*TRY IT*.
From the entries below, copy every line holding the word "Whether".

*MATERIAL PROVIDED*.
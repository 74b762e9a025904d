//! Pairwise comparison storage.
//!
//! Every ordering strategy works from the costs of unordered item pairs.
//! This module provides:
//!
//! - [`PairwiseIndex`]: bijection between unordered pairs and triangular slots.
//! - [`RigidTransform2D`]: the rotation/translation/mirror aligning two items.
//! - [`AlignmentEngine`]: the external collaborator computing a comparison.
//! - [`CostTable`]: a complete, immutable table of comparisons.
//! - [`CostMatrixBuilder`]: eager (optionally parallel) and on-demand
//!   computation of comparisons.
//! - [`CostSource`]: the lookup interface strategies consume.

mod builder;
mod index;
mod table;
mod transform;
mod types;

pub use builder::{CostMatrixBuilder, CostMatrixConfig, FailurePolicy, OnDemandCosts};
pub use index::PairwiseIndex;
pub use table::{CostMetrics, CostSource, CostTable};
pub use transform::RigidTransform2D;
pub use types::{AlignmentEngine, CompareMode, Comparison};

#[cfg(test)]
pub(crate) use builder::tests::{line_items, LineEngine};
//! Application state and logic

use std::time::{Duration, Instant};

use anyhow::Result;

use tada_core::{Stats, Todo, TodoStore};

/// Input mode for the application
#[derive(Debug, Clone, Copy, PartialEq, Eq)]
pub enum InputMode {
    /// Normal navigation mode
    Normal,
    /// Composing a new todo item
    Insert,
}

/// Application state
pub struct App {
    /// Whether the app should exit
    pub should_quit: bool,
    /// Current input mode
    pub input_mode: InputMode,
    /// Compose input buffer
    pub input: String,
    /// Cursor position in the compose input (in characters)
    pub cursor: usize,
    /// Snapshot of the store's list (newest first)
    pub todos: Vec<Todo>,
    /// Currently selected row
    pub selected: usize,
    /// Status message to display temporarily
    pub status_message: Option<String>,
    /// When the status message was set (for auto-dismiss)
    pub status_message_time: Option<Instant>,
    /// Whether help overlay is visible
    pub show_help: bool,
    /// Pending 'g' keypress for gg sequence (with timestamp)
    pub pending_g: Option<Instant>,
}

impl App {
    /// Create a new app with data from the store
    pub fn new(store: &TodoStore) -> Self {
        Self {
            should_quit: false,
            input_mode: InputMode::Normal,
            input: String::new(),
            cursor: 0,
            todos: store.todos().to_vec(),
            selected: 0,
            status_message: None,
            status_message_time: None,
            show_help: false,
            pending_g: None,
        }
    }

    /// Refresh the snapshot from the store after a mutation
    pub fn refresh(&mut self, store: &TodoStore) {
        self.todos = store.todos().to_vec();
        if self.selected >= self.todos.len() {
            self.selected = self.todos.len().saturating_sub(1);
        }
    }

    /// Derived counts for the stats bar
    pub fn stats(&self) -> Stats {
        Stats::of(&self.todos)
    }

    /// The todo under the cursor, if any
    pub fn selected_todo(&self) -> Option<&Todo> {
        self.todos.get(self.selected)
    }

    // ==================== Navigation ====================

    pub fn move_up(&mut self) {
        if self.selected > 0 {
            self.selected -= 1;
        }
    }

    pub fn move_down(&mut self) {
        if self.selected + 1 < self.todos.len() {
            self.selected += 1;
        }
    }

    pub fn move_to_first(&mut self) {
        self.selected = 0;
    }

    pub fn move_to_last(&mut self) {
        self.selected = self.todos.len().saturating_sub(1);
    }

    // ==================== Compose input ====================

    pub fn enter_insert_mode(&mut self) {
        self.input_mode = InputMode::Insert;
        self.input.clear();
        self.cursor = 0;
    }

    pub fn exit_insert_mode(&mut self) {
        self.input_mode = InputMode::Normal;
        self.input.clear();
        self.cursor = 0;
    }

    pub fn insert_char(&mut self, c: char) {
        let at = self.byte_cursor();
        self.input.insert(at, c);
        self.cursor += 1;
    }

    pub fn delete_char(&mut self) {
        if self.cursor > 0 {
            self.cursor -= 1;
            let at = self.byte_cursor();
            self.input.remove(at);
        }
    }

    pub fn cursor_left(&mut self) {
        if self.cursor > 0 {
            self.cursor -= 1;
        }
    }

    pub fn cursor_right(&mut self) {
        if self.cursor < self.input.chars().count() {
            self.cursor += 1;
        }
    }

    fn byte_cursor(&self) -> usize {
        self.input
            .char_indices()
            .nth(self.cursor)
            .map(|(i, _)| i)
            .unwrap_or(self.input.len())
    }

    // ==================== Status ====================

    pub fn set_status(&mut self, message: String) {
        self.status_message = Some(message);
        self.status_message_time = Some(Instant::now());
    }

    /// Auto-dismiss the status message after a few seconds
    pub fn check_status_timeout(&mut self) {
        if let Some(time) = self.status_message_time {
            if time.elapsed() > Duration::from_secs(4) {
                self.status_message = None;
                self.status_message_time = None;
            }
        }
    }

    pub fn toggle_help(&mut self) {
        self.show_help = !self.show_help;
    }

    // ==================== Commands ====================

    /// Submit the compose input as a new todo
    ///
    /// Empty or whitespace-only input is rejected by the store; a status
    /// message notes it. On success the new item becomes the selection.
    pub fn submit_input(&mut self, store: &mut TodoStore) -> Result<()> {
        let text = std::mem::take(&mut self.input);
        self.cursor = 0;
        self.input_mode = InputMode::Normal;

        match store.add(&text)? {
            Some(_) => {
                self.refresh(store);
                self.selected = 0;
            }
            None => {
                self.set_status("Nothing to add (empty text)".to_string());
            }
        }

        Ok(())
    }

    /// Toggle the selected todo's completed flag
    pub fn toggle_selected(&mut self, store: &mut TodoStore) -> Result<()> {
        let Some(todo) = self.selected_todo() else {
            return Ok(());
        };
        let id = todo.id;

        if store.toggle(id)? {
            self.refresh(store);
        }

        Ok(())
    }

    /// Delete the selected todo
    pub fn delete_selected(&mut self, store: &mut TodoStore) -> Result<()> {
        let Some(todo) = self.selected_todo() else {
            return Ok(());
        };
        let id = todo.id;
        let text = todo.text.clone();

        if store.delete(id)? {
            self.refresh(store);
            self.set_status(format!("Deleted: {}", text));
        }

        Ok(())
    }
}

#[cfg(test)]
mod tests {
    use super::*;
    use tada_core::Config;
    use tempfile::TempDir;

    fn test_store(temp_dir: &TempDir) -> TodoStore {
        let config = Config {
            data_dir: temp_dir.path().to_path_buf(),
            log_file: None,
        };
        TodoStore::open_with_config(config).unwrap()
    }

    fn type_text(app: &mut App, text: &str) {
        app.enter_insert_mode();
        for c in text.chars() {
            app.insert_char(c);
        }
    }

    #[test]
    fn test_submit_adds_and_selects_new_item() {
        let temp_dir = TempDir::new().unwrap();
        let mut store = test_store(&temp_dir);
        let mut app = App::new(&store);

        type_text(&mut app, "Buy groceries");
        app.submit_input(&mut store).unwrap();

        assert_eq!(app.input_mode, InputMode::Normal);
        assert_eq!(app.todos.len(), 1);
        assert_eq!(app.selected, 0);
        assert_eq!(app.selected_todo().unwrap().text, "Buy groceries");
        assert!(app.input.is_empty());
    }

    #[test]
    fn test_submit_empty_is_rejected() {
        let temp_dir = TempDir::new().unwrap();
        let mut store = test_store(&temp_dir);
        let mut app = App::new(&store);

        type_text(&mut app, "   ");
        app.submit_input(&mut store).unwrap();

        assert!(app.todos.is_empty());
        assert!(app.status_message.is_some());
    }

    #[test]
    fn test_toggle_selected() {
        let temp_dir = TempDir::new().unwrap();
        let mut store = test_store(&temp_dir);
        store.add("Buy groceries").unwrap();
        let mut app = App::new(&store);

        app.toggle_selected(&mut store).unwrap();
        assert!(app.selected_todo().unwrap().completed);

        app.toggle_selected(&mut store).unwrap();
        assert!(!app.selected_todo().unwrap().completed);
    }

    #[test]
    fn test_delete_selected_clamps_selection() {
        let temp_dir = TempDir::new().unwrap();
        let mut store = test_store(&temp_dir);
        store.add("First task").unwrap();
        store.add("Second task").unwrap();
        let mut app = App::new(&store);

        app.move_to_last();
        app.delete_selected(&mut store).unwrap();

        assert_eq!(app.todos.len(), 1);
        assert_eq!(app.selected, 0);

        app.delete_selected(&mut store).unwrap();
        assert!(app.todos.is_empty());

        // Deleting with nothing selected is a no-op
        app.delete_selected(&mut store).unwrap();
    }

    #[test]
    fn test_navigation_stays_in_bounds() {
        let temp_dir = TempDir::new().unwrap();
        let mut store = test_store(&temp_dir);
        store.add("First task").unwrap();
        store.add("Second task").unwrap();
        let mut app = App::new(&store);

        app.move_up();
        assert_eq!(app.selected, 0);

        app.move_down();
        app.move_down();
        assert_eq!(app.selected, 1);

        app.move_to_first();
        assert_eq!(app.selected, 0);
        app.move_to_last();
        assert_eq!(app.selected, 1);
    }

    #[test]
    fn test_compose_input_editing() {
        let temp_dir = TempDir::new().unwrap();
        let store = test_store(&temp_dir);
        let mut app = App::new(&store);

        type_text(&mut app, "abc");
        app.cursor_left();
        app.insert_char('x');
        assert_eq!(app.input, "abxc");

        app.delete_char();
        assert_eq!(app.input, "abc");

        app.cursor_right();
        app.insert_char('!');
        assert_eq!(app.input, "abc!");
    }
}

*RESULT OF THIS TASK*.
    /// Whether the app should exit
    /// Whether help overlay is visible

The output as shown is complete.